Overhead hangs an infrared light, which can communicate with the swarm thanks to an infrared sensor nestled on each robot's underside. That light only sends one command, however: "go".
When that happens, all the robots start their program. The same program.
A random selection will start first, if they are in a position to move: inching slowly around the table and flashing their own infra-red lights to broadcast information to the other Kilobots nearby.
So that they know where to start the shape they've been programmed to make, four "seed" robots have already been placed in a suitable position by one of the scientists. The seed robots kick off a coordinate system, which spreads through the swarm via those infrared lights, bouncing off the table from any transmitting robot to anyone "listening" within 10cm.
"Each robot looks at its current state - so, what have I done in the past - and also looks at what its neighbours are doing, based on communication. And it makes its own decisions," Dr Rubenstein told the BBC.
"Running this identical program, all the robots are capable of taking turns to join the shape."
Individually, the Kilobots have very limited capabilities and they also make mistakes. But the algorithm made specially to govern their behaviour is able to overcome these limitations.
In designing their robotic swarm, the researchers drew inspiration particularly from ants. Masses of army ants, Dr Rubenstein explained, also assemble themselves into structures (like nests and rafts) that defy the limitations of an individual six-legged specimen.
"The structures that ants form are relatively different from the structure that we were able to form, but it's the same type of principle," he said.
The whole process is also incredibly time consuming.
Dr Rubenstein said he hasn't taken his Kilobot show on the road anywhere, and doesn't even tidy the robots away when they're finished: "We just leave them sitting on the table. It would take a couple of hours to pack them into a box."
Even watching the programmed images take shape, over six to 12 hours, is far from a spectator sport.
"It wasn't very exciting," said Dr Rubenstein, who "usually stuck around" to take notes, in case of a mishap. "Actually watching the experiment run is like watching paint dry."

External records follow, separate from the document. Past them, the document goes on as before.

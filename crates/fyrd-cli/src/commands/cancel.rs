//! Cancel command implementation.

use anyhow::Result;
use console::style;

use fyrd_sched::StateStore;

use super::common::{Paths, Session};

/// Execute the cancel command.
pub async fn execute(paths: &Paths, query: &str) -> Result<()> {
    let session = Session::open(paths).await?;
    let mut job = session.find(query).await?;

    session.cluster.cancel(&mut job).await?;
    session.store.save_job(&job).await?;

    println!(
        "{} Cancelled {}",
        style("✓").green().bold(),
        style(&job.name).cyan()
    );
    Ok(())
}
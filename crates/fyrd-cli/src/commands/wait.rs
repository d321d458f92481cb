//! Wait command implementation.
//!
//! Block until a job reaches a terminal state.

use std::time::Duration;

use anyhow::Result;

use fyrd_sched::{QueueType, StateStore};

use super::common::{Paths, Session, print_state, spinner};

/// Execute the wait command.
pub async fn execute(paths: &Paths, query: &str, timeout: Option<u64>) -> Result<()> {
    let session = Session::open(paths).await?;
    let mut job = session.find(query).await?;

    if job.qtype == QueueType::Local
        && job.is_submitted()
        && !job.state.is_terminal()
        && session.cluster.owned_local_id(&job).await.is_none()
    {
        anyhow::bail!(
            "Job {} ran in another fyrd process and cannot be followed from here",
            job.name
        );
    }

    let spinner = spinner(format!("Waiting for {}...", job.name))?;
    let result = session
        .cluster
        .wait(&mut job, timeout.map(Duration::from_secs))
        .await;
    spinner.finish_and_clear();
    session.store.save_job(&job).await?;

    if let Err(e) = result {
        anyhow::bail!(
            "{e}. Use 'fyrd status {}' to check later.",
            job.id.short()
        );
    }
    print_state(&job);
    Ok(())
}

Nonetheless, the Kilobots have attracted considerable interest since the team first unveiled them at a conference in 2012. All the code involved is open-source, and a company is selling the robots for around $100 each.
The potential applications go much further than throwing very slow shapes on a very big table.

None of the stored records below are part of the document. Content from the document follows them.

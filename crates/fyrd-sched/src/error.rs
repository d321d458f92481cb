//! Error handling for job submission.

use thiserror::Error;

/// Result type for scheduler operations.
pub type SchedResult<T> = Result<T, SchedError>;

/// Errors that can occur while building, submitting or tracking jobs.
#[derive(Error, Debug)]
pub enum SchedError {
    /// Keyword is not part of the option table.
    #[error("Unknown option '{name}'{}", suggestion.as_ref().map(|s| format!(", did you mean '{s}'?")).unwrap_or_default())]
    UnknownOption {
        name: String,
        suggestion: Option<String>,
    },

    /// The same option was given twice, possibly under an alias.
    #[error("Option '{0}' given more than once")]
    DuplicateOption(String),

    /// Option value has the wrong type or format.
    #[error("Invalid value for option '{name}': {message}")]
    InvalidOptionValue { name: String, message: String },

    /// Profile not found in the configuration.
    #[error("Profile not found: {0}")]
    ProfileNotFound(String),

    /// Job not found.
    #[error("Job not found: {0}")]
    JobNotFound(String),

    /// Invalid job state for the requested operation.
    #[error("Invalid job state: expected {expected}, found {found}")]
    InvalidJobState { expected: String, found: String },

    /// Invalid dependency reference.
    #[error("Invalid dependency: {0}")]
    InvalidDependency(String),

    /// Unsupported queue type name.
    #[error("Unknown queue type '{0}', expected one of: slurm, torque, local, auto")]
    UnknownQueueType(String),

    /// SLURM submission failed.
    #[error("SLURM submission failed: {0}")]
    SlurmSubmitError(String),

    /// SLURM command execution failed.
    #[error("SLURM command failed: {command} - {message}")]
    SlurmCommandError { command: String, message: String },

    /// SLURM job not found.
    #[error("SLURM job not found: {0}")]
    SlurmJobNotFound(String),

    /// Torque submission failed.
    #[error("Torque submission failed: {0}")]
    TorqueSubmitError(String),

    /// Torque command execution failed.
    #[error("Torque command failed: {command} - {message}")]
    TorqueCommandError { command: String, message: String },

    /// Torque job not found.
    #[error("Torque job not found: {0}")]
    TorqueJobNotFound(String),

    /// Local execution failed.
    #[error("Local execution failed: {0}")]
    LocalError(String),

    /// Local job started by another fyrd process, whose pool this process cannot see.
    #[error("Local job {0} belongs to another fyrd process")]
    LocalJobNotOwned(String),

    /// The called function raised an error on the compute node.
    #[error("Function {function} failed: {message}")]
    FunctionFailed { function: String, message: String },

    /// Expected output file is missing.
    #[error("Output file missing: {0}")]
    MissingOutput(String),

    /// IO error.
    #[error("IO error: {0}")]
    IoError(#[from] std::io::Error),

    /// JSON serialization/deserialization error.
    #[error("JSON error: {0}")]
    JsonError(#[from] serde_json::Error),

    /// Timeout waiting for a command or job.
    #[error("Timeout: {0}")]
    Timeout(String),

    /// Configuration error.
    #[error("Configuration error: {0}")]
    ConfigError(String),

    /// Internal error.
    #[error("Internal error: {0}")]
    Internal(String),
}

impl From<serde_yaml_ng::Error> for SchedError {
    fn from(e: serde_yaml_ng::Error) -> Self {
        SchedError::ConfigError(e.to_string())
    }
}

impl SchedError {
    /// Shorthand for an [`SchedError::InvalidOptionValue`].
    pub fn invalid_value(name: impl Into<String>, message: impl Into<String>) -> Self {
        SchedError::InvalidOptionValue {
            name: name.into(),
            message: message.into(),
        }
    }
}
/*
 * Copyright 2025 James Carl
 * AGPL-3.0-only or AGPL-3.0-or-later
 *
 * This file is part of Command Cad.
 *
 * Command CAD is free software: you can redistribute it and/or modify it under the terms of
 * the GNU Affero General Public License as published by the Free Software Foundation, either
 * version 3 of the License, or (at your option) any later version.
 *
 * This program is distributed in the hope that it will be useful, but WITHOUT ANY WARRANTY;
 * without even the implied warranty of MERCHANTABILITY or FITNESS FOR A PARTICULAR PURPOSE.
 * See the GNU Affero General Public License for more details.
 *
 * You should have received a copy of the GNU Affero General Public License along with this
 * program. If not, see <https://www.gnu.org/licenses/>.
 */

use std::{cell::RefCell, io::Write};

use anyhow::{anyhow, Context, Result};
use clap::Parser;
use serde::Serialize;

use kernel_cast::{
    kernel::SpaceType,
    runtime::{
        cast::CastTarget, ExecutionContext, LogMessage, Object, RuntimeLog, SerializableValue,
        StackTrace, StandardLog,
    },
    scene::Scene,
};

mod arguments;

use arguments::{Arguments, CastArgs, Command, ListTypesArgs, OutputFormat};

fn main() {
    let arguments = Arguments::parse();

    if let Err(error) = stderrlog::new()
        .verbosity(arguments.verbose as usize + 1)
        .init()
    {
        eprintln!("Failed to initialize logging: {}", error);
    }

    let result = match arguments.command {
        Command::Cast(cast_args) => cast(cast_args),
        Command::ListTypes(list_args) => list_types(list_args),
    };

    if let Err(error) = result {
        log::error!("{:?}", error);
    }
}

fn write_output(value: &impl Serialize, format: OutputFormat) -> Result<()> {
    let mut output = std::io::stdout();

    match format {
        OutputFormat::Yaml => {
            serde_yaml::to_writer(&mut output, value).context("Failed to serialize results")?
        }
        OutputFormat::Json => {
            serde_json::to_writer(&mut output, value).context("Failed to serialize results")?
        }
    };

    writeln!(&mut output)?;

    Ok(())
}

fn parse_argument(argument: &str) -> Result<SerializableValue> {
    match serde_json::from_str(argument) {
        Ok(value) => Ok(value),
        Err(json_error) => match serde_yaml::from_str(argument) {
            Ok(value) => Ok(value),
            Err(yaml_error) => Err(anyhow!(
                "Could not parse as Json or Yaml.\nJson Error: {:?}\n Yaml Error: {:?}",
                json_error,
                yaml_error
            )),
        },
    }
}

fn cast(cast_args: CastArgs) -> Result<()> {
    let scene = Scene::load(&cast_args.scene)?;
    let item = scene.wrap(&cast_args.item)?;

    let runtime_log: RefCell<Vec<LogMessage>> = RefCell::new(Vec::new());
    let stack_trace = StackTrace::top("kcast");
    let context = ExecutionContext::new(&runtime_log, &stack_trace);

    let mut unpacked_arguments = Vec::with_capacity(cast_args.arguments.len());

    for (index, argument) in cast_args.arguments.iter().enumerate() {
        let argument = parse_argument(argument)
            .and_then(|argument| {
                argument
                    .into_value(context.stack_trace)
                    .map_err(|error| anyhow!("{}", error))
            })
            .with_context(|| format!("Failed to parse method argument {}", index))?;

        unpacked_arguments.push(argument);
    }

    let result = item.call_method(&context, &cast_args.method, unpacked_arguments);

    for message in runtime_log.take() {
        StandardLog.push_message(message);
    }

    match result {
        Ok(value) => {
            let value = value
                .export(&context)
                .map_err(|error| anyhow!("{}", error))
                .context("Failed to export result")?;
            write_output(&value, cast_args.output_format)?;
        }
        Err(error) => {
            log::error!("{}", error);
        }
    }

    Ok(())
}

#[derive(Serialize)]
struct TypeDescription {
    name: &'static str,
    tag: u32,
    family: SpaceType,
    cast_to: Option<&'static str>,
}

fn list_types(list_args: ListTypesArgs) -> Result<()> {
    let types: Vec<TypeDescription> = SpaceType::ALL
        .iter()
        .map(|ty| TypeDescription {
            name: ty.name(),
            tag: u32::from(*ty),
            family: ty.family(),
            cast_to: CastTarget::for_type(*ty).map(CastTarget::name),
        })
        .collect();

    write_output(&types, list_args.output_format)
}
/*
 * Copyright 2025 James Carl
 * AGPL-3.0-only or AGPL-3.0-or-later
 *
 * This file is part of Command Cad.
 *
 * Command CAD is free software: you can redistribute it and/or modify it under the terms of
 * the GNU Affero General Public License as published by the Free Software Foundation, either
 * version 3 of the License, or (at your option) any later version.
 *
 * This program is distributed in the hope that it will be useful, but WITHOUT ANY WARRANTY;
 * without even the implied warranty of MERCHANTABILITY or FITNESS FOR A PARTICULAR PURPOSE.
 * See the GNU Affero General Public License for more details.
 *
 * You should have received a copy of the GNU Affero General Public License along with this
 * program. If not, see <https://www.gnu.org/licenses/>.
 */

//! Turning a generic kernel object into the typed wrapper for its concrete type.

use std::{fmt::Display, rc::Rc};

use crate::kernel::{RefGuard, SpaceItem as KernelSpaceItem, SpaceType};

use super::{
    errors::{ExpressionResult, Raise as _},
    logging::LogLevel,
    values::{to_type_identifier, Curve3D, Mesh, Number, Solid, SpaceInstance, UnpackArguments},
    ExecutionContext, Value,
};

/// The typed wrappers a cast can produce.
#[derive(Debug, Clone, Copy, Eq, PartialEq)]
pub enum CastTarget {
    Mesh,
    Solid,
    SpaceInstance,
    Curve3D,
}

impl CastTarget {
    /// Every kernel tag must be listed here, so a new tag can't be added without deciding
    /// what it casts to.
    pub const fn for_type(ty: SpaceType) -> Option<Self> {
        match ty {
            SpaceType::Mesh => Some(Self::Mesh),
            SpaceType::Solid => Some(Self::Solid),
            SpaceType::SpaceInstance => Some(Self::SpaceInstance),
            SpaceType::Curve3D
            | SpaceType::Line3D
            | SpaceType::LineSegment3D
            | SpaceType::Arc3D
            | SpaceType::PolyCurve3D
            | SpaceType::Polyline3D
            | SpaceType::Nurbs3D
            | SpaceType::Bezier3D
            | SpaceType::CubicSpline3D
            | SpaceType::Contour3D
            | SpaceType::ContourOnSurface
            | SpaceType::ContourOnPlane
            | SpaceType::SurfaceCurve
            | SpaceType::TrimmedCurve3D
            | SpaceType::PlaneCurve => Some(Self::Curve3D),
            SpaceType::Undefined
            | SpaceType::SpaceItem
            | SpaceType::Point3D
            | SpaceType::Surface
            | SpaceType::Plane
            | SpaceType::CylinderSurface
            | SpaceType::ConeSurface
            | SpaceType::SphereSurface
            | SpaceType::TorusSurface
            | SpaceType::SplineSurface
            | SpaceType::Item
            | SpaceType::AssistedItem
            | SpaceType::PointFrame
            | SpaceType::WireFrame
            | SpaceType::Instance
            | SpaceType::Assembly
            | SpaceType::PlaneInstance
            | SpaceType::Collection => None,
        }
    }

    pub const fn name(self) -> &'static str {
        match self {
            Self::Mesh => "Mesh",
            Self::Solid => "Solid",
            Self::SpaceInstance => "SpaceInstance",
            Self::Curve3D => "Curve3D",
        }
    }
}

impl Display for CastTarget {
    fn fmt(&self, f: &mut std::fmt::Formatter<'_>) -> std::fmt::Result {
        write!(f, "{}", self.name())
    }
}

#[derive(Debug, Eq, PartialEq)]
pub struct CastMismatchError {
    pub is_a: SpaceType,
    pub family: SpaceType,
    pub requested: u32,
}

impl std::error::Error for CastMismatchError {}

impl Display for CastMismatchError {
    fn fmt(&self, f: &mut std::fmt::Formatter<'_>) -> std::fmt::Result {
        write!(
            f,
            "Operation Cast failed: object is a {} with family {} but trying to cast to ",
            self.is_a, self.family
        )?;

        match SpaceType::try_from(self.requested) {
            Ok(requested) => write!(f, "{}", requested),
            Err(_) => write!(f, "{}", self.requested),
        }
    }
}

#[derive(Debug, Eq, PartialEq)]
pub struct UnsupportedCastError {
    pub requested: SpaceType,
}

impl std::error::Error for UnsupportedCastError {}

impl Display for UnsupportedCastError {
    fn fmt(&self, f: &mut std::fmt::Formatter<'_>) -> std::fmt::Result {
        write!(
            f,
            "Operation Cast failed: casting to {} is not supported",
            self.requested
        )
    }
}

/// The kernel reported a matching type but refused to narrow the object to it.
#[derive(Debug, Eq, PartialEq)]
pub struct NarrowingError {
    pub is_a: SpaceType,
    pub target: CastTarget,
}

impl std::error::Error for NarrowingError {}

impl Display for NarrowingError {
    fn fmt(&self, f: &mut std::fmt::Formatter<'_>) -> std::fmt::Result {
        write!(
            f,
            "Operation Cast failed: kernel reported a {} but it could not be narrowed to {}",
            self.is_a, self.target
        )
    }
}

/// Casts a kernel object to the typed wrapper for the requested type.
///
/// The requested type must be the object's concrete type or its family. On success the
/// returned wrapper owns one new counted reference to the object. On failure the use count
/// is left as it was.
pub fn cast(
    context: &ExecutionContext,
    item: &Rc<dyn KernelSpaceItem>,
    arguments: Vec<Value>,
) -> ExpressionResult<Value> {
    let (requested,) = <(Number,)>::unpack_arguments(context.stack_trace, arguments)?;
    let requested = to_type_identifier(&requested, 0, context.stack_trace)?;

    let is_a = item.is_a();
    let family = item.family();

    let requested = match SpaceType::try_from(requested) {
        Ok(ty) if ty == is_a || ty == family => ty,
        _ => {
            return Err(CastMismatchError {
                is_a,
                family,
                requested,
            }
            .to_error(context.stack_trace))
        }
    };

    // Released again when the guard drops, unless a wrapper takes it over.
    let guard = RefGuard::acquire(item.clone());

    let Some(target) = CastTarget::for_type(requested) else {
        return Err(UnsupportedCastError { requested }.to_error(context.stack_trace));
    };

    let value: Option<Value> = match target {
        CastTarget::Mesh => guard
            .commit(KernelSpaceItem::into_mesh)
            .map(|handle| Mesh::from(handle).into()),
        CastTarget::Solid => guard
            .commit(KernelSpaceItem::into_solid)
            .map(|handle| Solid::from(handle).into()),
        CastTarget::SpaceInstance => guard
            .commit(KernelSpaceItem::into_space_instance)
            .map(|handle| SpaceInstance::from(handle).into()),
        CastTarget::Curve3D => guard
            .commit(KernelSpaceItem::into_curve)
            .map(|handle| Curve3D::from(handle).into()),
    };

    match value {
        Some(value) => {
            log::debug!("Cast {} to {}", is_a, target);

            if is_a.family() != family {
                context.push_message(
                    LogLevel::Warning,
                    format!(
                        "Kernel reports {} as a member of family {}, but it belongs to {}",
                        is_a,
                        family,
                        is_a.family()
                    ),
                );
            }

            Ok(value)
        }
        None => {
            log::warn!(
                "Kernel object reported as {} in family {} could not be narrowed to {}",
                is_a,
                family,
                target
            );

            Err(NarrowingError { is_a, target }.to_error(context.stack_trace))
        }
    }
}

Prof Radhika Nagpal runs the lab where the experiments were done. "Increasingly, we're going to see large numbers of robots working together," she said, "whether its hundreds of robots cooperating to achieve environmental cleanup or a quick disaster response, or millions of self-driving cars on our highways.
"Understanding how to design 'good' systems at that scale will be critical."
Researchers in the UK are also impressed.
"Performing self-assembly with a thousand-robot swarm is a remarkable feat," said Dr Sabine Hauert, a robotics lecturer at the University of Bristol, "[especially] given the advances needed to build hardware that is affordable and easy to use, and design algorithms that scale to large numbers of unreliable robots."
She told BBC News the study shows we are reaching a "tipping point" in swarm engineering, where computing and hardware can both be scaled up to big experiments like these.
Dr Roderich Gross, a robotics engineer at the University of Sheffield, is a paid-up fan. His laboratory has acquired 900 of the robots, to run their own tests.
"The Harvard Kilobot system is not only the largest swarm of robots in the world, but also an excellent test-bed allowing us to validate distributed algorithms in practice," he said.
"The Kilobot swarms are able to attain an arbitrary shape. This goes well beyond the state of the art in robotics, as the algorithm copes with huge numbers of robots even in the presence of failure."
Meanwhile, Prof William Harwin, who studies cybernetics at the University of Reading, was most taken by the scale of the project and the manual labour involved. "The most impressive thing is that they built 1,000 robots," he said.
Figuring out how to transfer this sort of new technology rapidly to the production line, Prof Hardwin noted, would be "the game-changer".